High speed video is rapidly getting more accessible. In late 2006 a camera which could do 500FPS would set you back US$8800 (or $350/day rental). Now, the newest addition to the high-speed-cameras-for-normal-people - the Casio EX-F1 is shooting at up to 1200FPS, for $1000.

Of course, it’s a still camera as well, and it records 1080i and 720p footage, but I didn’t put “slow motion” up there in the title of this post to talk about boring old 30FPS.

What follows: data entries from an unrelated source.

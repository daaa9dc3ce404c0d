//! # Shiftdesk Core
//!
//! Shared vocabulary for the shift-scheduling engine: domain types, the error
//! taxonomy, configuration, and the traits external collaborators implement
//! (capability checks, availability/leave lookups, text generation, notification
//! delivery).

pub mod config;
pub mod error;
pub mod traits;
pub mod types;

pub use config::ShiftdeskConfig;
pub use error::{Result, ShiftdeskError};
impl ShiftDb {
    /// Book `employee_id` onto a slot.
    ///
    /// `slot_index` defaults to the lowest free ordinal. Fails with
    /// `OverlapConflict` if the employee already holds an intersecting slot in
    /// the same schedule (the target slot included).
    pub fn assign_employee(
        &self,
        org_id: &str,
        slot_id: &str,
        employee_id: &str,
        slot_index: Option<u32>,
    ) -> Result<Assignment> {
        let assignment = self.write(|conn| {
            let slot = load_slot(conn, org_id, slot_id)?;
            let employee = load_employee(conn, org_id, employee_id)?;
            ensure_active(&employee)?;
            ensure_no_overlap(conn, &slot.schedule_id, employee_id, &slot.interval, None, &slot.id)?;

            let index = match slot_index {
                Some(i) => {
                    if index_taken(conn, &slot.id, i)? {
                        return Err(ShiftdeskError::validation(format!(
                            "slot index {i} is already taken on slot {}",
                            slot.id
                        )));
                    }
                    i
                }
                None => next_free_index(conn, &slot.id)?,
            };
            let assignment = insert_assignment(conn, &slot.id, employee_id, index)?;
            touch_schedule(conn, &slot.schedule_id)?;
            Ok(assignment)
        })?;

        tracing::info!(
            "👤 Assigned {} to slot {} (index {})",
            assignment.employee_id,
            assignment.slot_id,
            assignment.slot_index
        );
        Ok(assignment)
    }

    /// Change a slot's interval and optionally its first occupant in one step.
    ///
    /// Every resulting occupant is re-checked against the new interval,
    /// excluding the slot itself.
    pub fn move_slot(
        &self,
        org_id: &str,
        slot_id: &str,
        interval: Interval,
        employee_id: Option<&str>,
    ) -> Result<SlotWithAssignments> {
        if interval.start >= interval.end {
            return Err(ShiftdeskError::validation(format!(
                "slot start {} is not before end {}",
                interval.start, interval.end
            )));
        }

        let moved = self.write(|conn| {
            let slot = load_slot(conn, org_id, slot_id)?;
            load_schedule(conn, org_id, &slot.schedule_id)?.ensure_covers(&interval)?;
            let occupants = slot_assignments(conn, &slot.id)?;

            let mut final_ids: Vec<&str> = occupants.iter().map(|a| a.employee_id.as_str()).collect();
            if let Some(replacement) = employee_id {
                ensure_active(&load_employee(conn, org_id, replacement)?)?;
                if let Some(pos) = final_ids.iter().skip(1).position(|id| *id == replacement) {
                    return Err(ShiftdeskError::OverlapConflict {
                        employee_id: replacement.to_string(),
                        slot_id: slot.id.clone(),
                        conflicting_slot_id: occupants[pos + 1].slot_id.clone(),
                    });
                }
                match final_ids.first_mut() {
                    Some(first) => *first = replacement,
                    None => final_ids.push(replacement),
                }
            }

            for id in &final_ids {
                ensure_no_overlap(conn, &slot.schedule_id, id, &interval, Some(&slot.id), &slot.id)?;
            }

            conn.execute(
                "UPDATE slots SET start_time=?1, end_time=?2 WHERE id=?3",
                params![datetime_key(interval.start), datetime_key(interval.end), slot.id],
            )
            .map_err(db_err("Update slot"))?;

            if let Some(replacement) = employee_id {
                match occupants.first() {
                    Some(first) if first.employee_id != replacement => {
                        conn.execute(
                            "UPDATE slot_assignments SET employee_id=?1 WHERE id=?2",
                            params![replacement, first.id],
                        )
                        .map_err(db_err("Update assignment"))?;
                    }
                    Some(_) => {}
                    None => {
                        insert_assignment(conn, &slot.id, replacement, 0)?;
                    }
                }
            }
            touch_schedule(conn, &slot.schedule_id)?;

            Ok(SlotWithAssignments {
                slot: load_slot(conn, org_id, &slot.id)?,
                assignments: slot_assignments(conn, &slot.id)?,
            })
        })?;

        tracing::info!(
            "↔️ Slot {} moved to {} {}",
            moved.slot.id,
            moved.slot.interval.date(),
            moved.slot.interval.time_range_label()
        );
        Ok(moved)
    }

    /// Delete an assignment. Returns whether a row was removed; unknown ids are a no-op.
    pub fn remove_assignment(&self, org_id: &str, assignment_id: &str) -> Result<bool> {
        let removed = self.write(|conn| {
            let schedule_id: Option<String> = conn
                .query_row(
                    "SELECT s.schedule_id FROM slot_assignments a
                     JOIN slots s ON s.id = a.slot_id
                     JOIN schedules sc ON sc.id = s.schedule_id
                     WHERE a.id=?1 AND sc.org_id=?2",
                    params![assignment_id, org_id],
                    |row| row.get(0),
                )
                .optional()
                .map_err(db_err("Find assignment"))?;
            let Some(schedule_id) = schedule_id else {
                return Ok(false);
            };
            conn.execute("DELETE FROM slot_assignments WHERE id=?1", params![assignment_id])
                .map_err(db_err("Delete assignment"))?;
            touch_schedule(conn, &schedule_id)?;
            Ok(true)
        })?;

        if removed {
            tracing::info!("🗑️ Assignment removed: {assignment_id}");
        } else {
            tracing::debug!("Assignment {assignment_id} already absent");
        }
        Ok(removed)
    }

    /// Assign several employees to one time window.
    ///
    /// The window's slot is reused if one with the exact interval and position
    /// exists, otherwise created with the first successful booking. If nobody
    /// can be booked no slot is created and `slot` stays `None`. Employees that
    /// cannot be booked are skipped and reported; the batch itself only fails
    /// on bad input or storage errors.
    pub fn bulk_assign(
        &self,
        org_id: &str,
        schedule_id: &str,
        employee_ids: &[String],
        interval: Interval,
        position: Option<&str>,
    ) -> Result<BulkAssignOutcome> {
        if employee_ids.is_empty() {
            return Err(ShiftdeskError::validation("bulk assign needs at least one employee"));
        }
        if interval.start >= interval.end {
            return Err(ShiftdeskError::validation(format!(
                "slot start {} is not before end {}",
                interval.start, interval.end
            )));
        }

        let mut seen = HashSet::new();
        let unique: Vec<&str> = employee_ids
            .iter()
            .map(String::as_str)
            .filter(|id| seen.insert(*id))
            .collect();

        let outcome = self.write(|conn| {
            let schedule = load_schedule(conn, org_id, schedule_id)?;
            schedule.ensure_covers(&interval)?;
            let required = u32::try_from(unique.len()).unwrap_or(u32::MAX);
            let mut slot = find_window_slot(conn, &schedule.id, &interval, position)?;
            let occupying: HashSet<String> = match &slot {
                Some(slot) => slot_assignments(conn, &slot.id)?
                    .into_iter()
                    .map(|a| a.employee_id)
                    .collect(),
                None => HashSet::new(),
            };

            let mut assignments = Vec::new();
            let mut skipped = Vec::new();
            for employee_id in unique {
                let skip = |reason| BulkSkip {
                    employee_id: employee_id.to_string(),
                    reason,
                };
                if occupying.contains(employee_id) {
                    skipped.push(skip(SkipReason::AlreadyAssigned));
                    continue;
                }
                let employee = match load_employee(conn, org_id, employee_id) {
                    Ok(e) => e,
                    Err(ShiftdeskError::NotFound(_)) => {
                        skipped.push(skip(SkipReason::NotFound));
                        continue;
                    }
                    Err(e) => return Err(e),
                };
                if !employee.active {
                    skipped.push(skip(SkipReason::Inactive));
                    continue;
                }
                let exclude = slot.as_ref().map(|s| s.id.as_str());
                if let Some(conflicting_slot_id) =
                    find_overlap(conn, &schedule.id, employee_id, &interval, exclude)?
                {
                    skipped.push(skip(SkipReason::Overlap { conflicting_slot_id }));
                    continue;
                }
                let target = match slot.take() {
                    Some(existing) => existing,
                    None => create_window_slot(conn, &schedule, interval, position, required)?,
                };
                let index = next_free_index(conn, &target.id)?;
                assignments.push(insert_assignment(conn, &target.id, employee_id, index)?);
                slot = Some(target);
            }
            if !assignments.is_empty() {
                touch_schedule(conn, &schedule.id)?;
            }

            Ok(BulkAssignOutcome {
                slot,
                created: assignments.len(),
                assignments,
                skipped,
            })
        })?;

        match &outcome.slot {
            Some(slot) => tracing::info!(
                "👥 Bulk assign on slot {}: {} created, {} skipped",
                slot.id,
                outcome.created,
                outcome.skipped.len()
            ),
            None => tracing::warn!(
                "👥 Bulk assign booked nobody, all {} skipped; no slot created",
                outcome.skipped.len()
            ),
        }
        for skip in &outcome.skipped {
            tracing::debug!("Bulk assign skipped {}: {:?}", skip.employee_id, skip.reason);
        }
        Ok(outcome)
    }

    /// Book one employee onto the slot matching `interval`/`position`, creating
    /// that slot if needed. Same checks as [`ShiftDb::assign_employee`].
    pub fn assign_to_window(
        &self,
        org_id: &str,
        schedule_id: &str,
        employee_id: &str,
        interval: Interval,
        position: Option<&str>,
    ) -> Result<Assignment> {
        if interval.start >= interval.end {
            return Err(ShiftdeskError::validation(format!(
                "slot start {} is not before end {}",
                interval.start, interval.end
            )));
        }
        let assignment = self.write(|conn| {
            let schedule = load_schedule(conn, org_id, schedule_id)?;
            schedule.ensure_covers(&interval)?;
            ensure_active(&load_employee(conn, org_id, employee_id)?)?;
            let slot = match find_window_slot(conn, &schedule.id, &interval, position)? {
                Some(slot) => slot,
                None => create_window_slot(conn, &schedule, interval, position, 1)?,
            };
            ensure_no_overlap(conn, &schedule.id, employee_id, &interval, None, &slot.id)?;
            let index = next_free_index(conn, &slot.id)?;
            let assignment = insert_assignment(conn, &slot.id, employee_id, index)?;
            touch_schedule(conn, &schedule.id)?;
            Ok(assignment)
        })?;
        tracing::info!(
            "👤 Assigned {} to window slot {}",
            assignment.employee_id,
            assignment.slot_id
        );
        Ok(assignment)
    }
}

fn ensure_active(employee: &Employee) -> Result<()> {
    if employee.active {
        Ok(())
    } else {
        Err(ShiftdeskError::validation(format!(
            "employee {} is inactive",
            employee.id
        )))
    }
}

/// First slot in the schedule where `employee_id` is booked during `interval`.
///
/// Half-open: `existing.start < interval.end AND existing.end > interval.start`.
pub(crate) fn find_overlap(
    conn: &Connection,
    schedule_id: &str,
    employee_id: &str,
    interval: &Interval,
    exclude_slot: Option<&str>,
) -> Result<Option<String>> {
    conn.query_row(
        "SELECT s.id FROM slot_assignments a
         JOIN slots s ON s.id = a.slot_id
         WHERE s.schedule_id=?1 AND a.employee_id=?2
           AND s.start_time < ?3 AND s.end_time > ?4
           AND (?5 IS NULL OR s.id != ?5)
         ORDER BY s.start_time, s.id
         LIMIT 1",
        params![
            schedule_id,
            employee_id,
            datetime_key(interval.end),
            datetime_key(interval.start),
            exclude_slot,
        ],
        |row| row.get(0),
    )
    .optional()
    .map_err(db_err("Overlap check"))
}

The EX-F1 encodes straight to H264, so none of the shoot-wait-shoot behavior of my Sony tape-based HVR-V1P, and it doesn’t seem to have the same 3/6/12 second real-time limit. Like the Sony, slow-motion causes a loss of frame size: 300FPS gives you a reasonable 512×384 (considerably better than the effective resolution I tested from the HVR-V1P), 600FPS drops you to a youtube-esq 432×192, and 1200FPS gives you 336×96.

As seen in the above video, a little creative framing and editing will let you work with this limitation, but it looks like we still have a while to wait before we can mix full-frame slow motion video in to our projects. 512×384 is definitely useable though, and can give some beautiful results:

More Videos and Information:
Spud Gun destroying Eggs on Gizmodo.
Tomato Violence on Gizmodo.
Casio EX-F1 on Youtube.
Full Review on Gizmodo.

(not surprisingly, via Gizmodo Video)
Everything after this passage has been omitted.